Note: When using --with-ipa with default text output, pipe through cat for proper terminal display of Unicode IPA characters. This is not required for JSON-LD output.

Installation

CLI (KizaMe)

# Default (lightweight)
cargo install kizame

# With Wikidata builder
cargo install kizame --features builder

Rust Library

[dependencies]
mecrab = "0.1"

# Optional features
mecrab = { version = "0.1", features = ["json", "parallel"] }

Quick Start

CLI Usage

# Initialize dictionary (finds system IPADIC)
kizame dict init

# Interactive parsing
echo "すもももももももものうち" | kizame

# With dictionary path
kizame -d /var/lib/mecab/dic/ipadic-utf8 parse

# Wakati (space-separated)
echo "日本語の形態素解析" | kizame -w

# JSON output
echo "東京都" | kizame -O json

# With IPA pronunciation (default format - requires | cat for terminal display)
echo "こんにちは" | kizame parse --with-ipa | cat

# With word embeddings (default format)
echo "私は学生です" | kizame parse --with-vector -v /path/to/vectors.bin | cat

# With both IPA and vectors (default format)
echo "東京に行く" | kizame parse --with-ipa --with-vector -v /path/to/vectors.bin | cat

# JSON-LD with semantic URIs
echo "東京に行く" | kizame -O jsonld --with-semantic

# JSON-LD with IPA pronunciation
echo "こんにちは" | kizame -O jsonld --with-ipa

# JSON-LD with word embeddings
echo "私は学生です" | kizame -O jsonld --with-vector -v /path/to/vectors.bin

# RDF formats (Turtle, N-Triples, N-Quads)
echo "東京に行く" | kizame -O turtle
echo "東京に行く" | kizame -O ntriples
echo "東京に行く" | kizame -O nquads

# Dictionary info
kizame dict info
kizame dict dump -d /path/to/dic

# Interactive TUI debugger
kizame explore "東京に行く"

Rust API

use mecrab::MeCrab;

let mecrab = MeCrab::new()?;
let result = mecrab.parse("すもももももももものうち")?;
println!("{}", result);

// Add custom words at runtime
mecrab.add_word("ChatGPT", "チャットジーピーティー", "チャットジーピーティー", 5000);

// N-best paths
use mecrab::viterbi::NbestSearch;
let nbest = NbestSearch::new(&mecrab);
for path in nbest.search("東京", 5)? {
    println!("Cost: {}, Path: {:?}", path.total_cost, path.nodes);
}

// Streaming processing
use mecrab::stream::SentenceReader;
let reader = SentenceReader::new(input);
for sentence in reader {
    let result = mecrab.parse(&sentence)?;
}

// Phonetic conversion
use mecrab::phonetic::PhoneticTransducer;
let transducer = PhoneticTransducer::new();
let romaji = transducer.to_romaji("こんにちは"); // "konnichiha"

Training Word Embeddings

KizaMe includes a high-performance pure Rust Word2Vec implementation with Hogwild! lock-free parallelization:

Performance

  • 83% parallel efficiency on 6 cores (499.7% CPU usage)
  • ~500K words/sec/core training throughput
  • 2.27x speedup vs mutex-based baseline
  • Memory-mapped MCV1 format for instant vector loading

Training Pipeline

# Extract vocabulary
kizame dict dump -d /var/lib/mecab/dic/ipadic-utf8 --vocab > vocab.txt
MAX_WORD_ID=$(tail -1 vocab.txt | cut -f1)

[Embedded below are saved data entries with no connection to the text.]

#[cfg(test)]
mod tests {
    use super::*;
    use crate::model::{EntityClass, FieldDef, TemplateDefinition, UserContext};
    use crate::store::memory::MemoryStore;
    use crate::store::traits::{ConceptStore, EntityStore, TemplateStore};
    use serde_json::json;

    async fn seed(store: &MemoryStore) -> TemplateRef {
        store
            .upsert_entity_class(EntityClass {
                id: 1,
                name: "Phenotype".to_string(),
                entity_prefix: "PH".to_string(),
                entity_count: 0,
                description: None,
            })
            .await
            .unwrap();

        let definition = TemplateDefinition {
            fields: vec![
                FieldDef::new("concept_information", "Concepts", FieldType::ClinicalConcept),
                FieldDef::new("sex", "Sex", FieldType::Enum),
            ],
            ..TemplateDefinition::default()
        };
        let now = Utc::now();
        let (id, _) = store
            .save_template(
                Template {
                    id: 0,
                    name: "Clinical Phenotype".to_string(),
                    template_version: 1,
                    definition,
                    entity_class_id: Some(1),
                    created_by: "admin".to_string(),
                    created_at: now,
                    updated_by: "admin".to_string(),
                    updated_at: now,
                },
                "admin",
            )
            .await
            .unwrap();
        TemplateRef { id, version: 1 }
    }

    fn create_payload(template: &TemplateRef) -> SubmissionPayload {
        SubmissionPayload {
            method: Some(METHOD_CREATE),
            template: Some(template.clone()),
            entity: None,
            data: json!({
                "name": "Hypertension",
                "author": "Kuan et al.",
                "sex": 3,
                "concept_information": [{
                    "is_new": true,
                    "details": { "name": "HTN codes", "coding_system": 1 },
                    "components": [{
                        "is_new": true,
                        "name": "ICD-10 terms",
                        "logical_type": "INCLUDE",
                        "source_type": "select_import",
                        "codes": [
                            { "is_new": true, "code": "I10", "description": "Essential hypertension" },
                            { "is_new": true, "code": "I11", "description": "Hypertensive heart disease" }
                        ]
                    }]
                }]
            }),
        }
    }

    #[tokio::test]
    async fn create_materialises_children_and_injects_coding_systems() {
        let store = MemoryStore::new();
        let template = seed(&store).await;
        let ctx = RequestContext::new(UserContext::user("alice"), None);

        let saved = submit_entity(&store, &ctx, create_payload(&template))
            .await
            .unwrap();
        assert_eq!(saved.public_id.to_string(), "PH1");

        let entity = store.get_entity(&saved.public_id).await.unwrap().unwrap();
        assert_eq!(entity.name, "Hypertension");
        assert_eq!(entity.template_data["coding_system"], json!([1]));
        let refs = entity.concept_references();
        assert_eq!(refs.len(), 1);

        // The child carries the backlink to its phenotype owner.
        let concept = store.get_concept(refs[0].0).await.unwrap().unwrap();
        assert_eq!(concept.phenotype_owner_id, Some(saved.public_id.clone()));
        assert_eq!(concept.owner_id, "alice");
    }

    #[tokio::test]
    async fn dynamic_fields_are_nulled_when_absent() {
        let store = MemoryStore::new();
        let template = seed(&store).await;
        let ctx = RequestContext::new(UserContext::user("alice"), None);

        let mut payload = create_payload(&template);
        payload.data["sex"] = Value::Null;
        let saved = submit_entity(&store, &ctx, payload).await.unwrap();
        let entity = store.get_entity(&saved.public_id).await.unwrap().unwrap();
        assert!(entity.template_data.get("sex").unwrap().is_null());
    }

    #[tokio::test]
    async fn missing_method_and_name_fail_validation() {
        let store = MemoryStore::new();
        let template = seed(&store).await;
        let ctx = RequestContext::new(UserContext::user("alice"), None);

        let mut no_method = create_payload(&template);
        no_method.method = None;
        assert!(matches!(
            submit_entity(&store, &ctx, no_method).await,
            Err(ApiError::ValidationFailed(_))
        ));

        let mut no_name = create_payload(&template);
        no_name.data["name"] = Value::Null;
        let Err(ApiError::ValidationFailed(errors)) =
            submit_entity(&store, &ctx, no_name).await
        else {
            panic!("expected validation failure");
        };
        assert!(errors.iter().any(|e| e.field == "name"));
    }

    #[tokio::test]
    async fn anonymous_submissions_are_rejected() {
        let store = MemoryStore::new();
        let template = seed(&store).await;
        let ctx = RequestContext::anonymous();
        assert!(matches!(
            submit_entity(&store, &ctx, create_payload(&template)).await,
            Err(ApiError::Unauthenticated)
        ));
    }

    #[tokio::test]
    async fn stale_version_conflicts_unless_forced() {
        let store = MemoryStore::new();
        let template = seed(&store).await;
        let ctx = RequestContext::new(UserContext::user("alice"), None);

        let saved = submit_entity(&store, &ctx, create_payload(&template))
            .await
            .unwrap();

        let update = |version_id: Option<HistoryId>, force: bool| {
            let mut payload = create_payload(&template);
            payload.method = Some(METHOD_UPDATE);
            payload.entity = Some(EntityRef {
                id: saved.public_id.to_string(),
                version_id,
                force,
            });
            // Keep the existing child untouched this time.
            let entity_refs = json!([{
                "is_new": false,
                "is_dirty": false,
                "concept_id": 1,
                "concept_history_id": saved.history_id - 1,
            }]);
            payload.data["concept_information"] = entity_refs;
            payload
        };

        // A fresh update against the observed latest version succeeds.
        let second = submit_entity(&store, &ctx, update(Some(saved.history_id), false))
            .await
            .unwrap();
        assert!(second.history_id > saved.history_id);

        // Repeating with the stale token conflicts, unless forced.
        assert!(matches!(
            submit_entity(&store, &ctx, update(Some(saved.history_id), false)).await,
            Err(ApiError::Conflict { .. })
        ));
        assert!(submit_entity(&store, &ctx, update(Some(saved.history_id), true))
            .await
            .is_ok());
    }

    #[tokio::test]
    async fn strangers_cannot_update() {
        let store = MemoryStore::new();
        let template = seed(&store).await;
        let alice = RequestContext::new(UserContext::user("alice"), None);
        let saved = submit_entity(&store, &alice, create_payload(&template))
            .await
            .unwrap();

        let mut payload = create_payload(&template);
        payload.method = Some(METHOD_UPDATE);
        payload.entity = Some(EntityRef {
            id: saved.public_id.to_string(),
            version_id: None,
            force: false,
        });
        let bob = RequestContext::new(UserContext::user("bob"), None);
        assert!(matches!(
            submit_entity(&store, &bob, payload).await,
            Err(ApiError::Forbidden)
        ));
    }
}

# Parse corpus to word_id sequences
cat corpus.txt | kizame parse --wakati-word-id > corpus_ids.txt

# Train Word2Vec (MCV1 binary format - recommended)
kizame vectors train \
  -i corpus_ids.txt \
  -o vectors.bin \
  -f mcv1 \
  --max-word-id $MAX_WORD_ID \
  --size 100 \
  --window 5 \
  --negative 5 \
  --epochs 3 \
  --threads 6  # Automatically uses Hogwild!

# Use trained vectors
echo "東京に行く" | kizame parse --with-vector -v vectors.bin --with-ipa | cat

Technical Details: See mecrab-word2vec/IMPLEMENTATION.md for Hogwild! algorithm details, safety analysis, and performance benchmarks.

Training Guide: See docs/WORD2VEC_TRAINING_GUIDE.md for full training pipeline with Japanese Wikipedia corpus.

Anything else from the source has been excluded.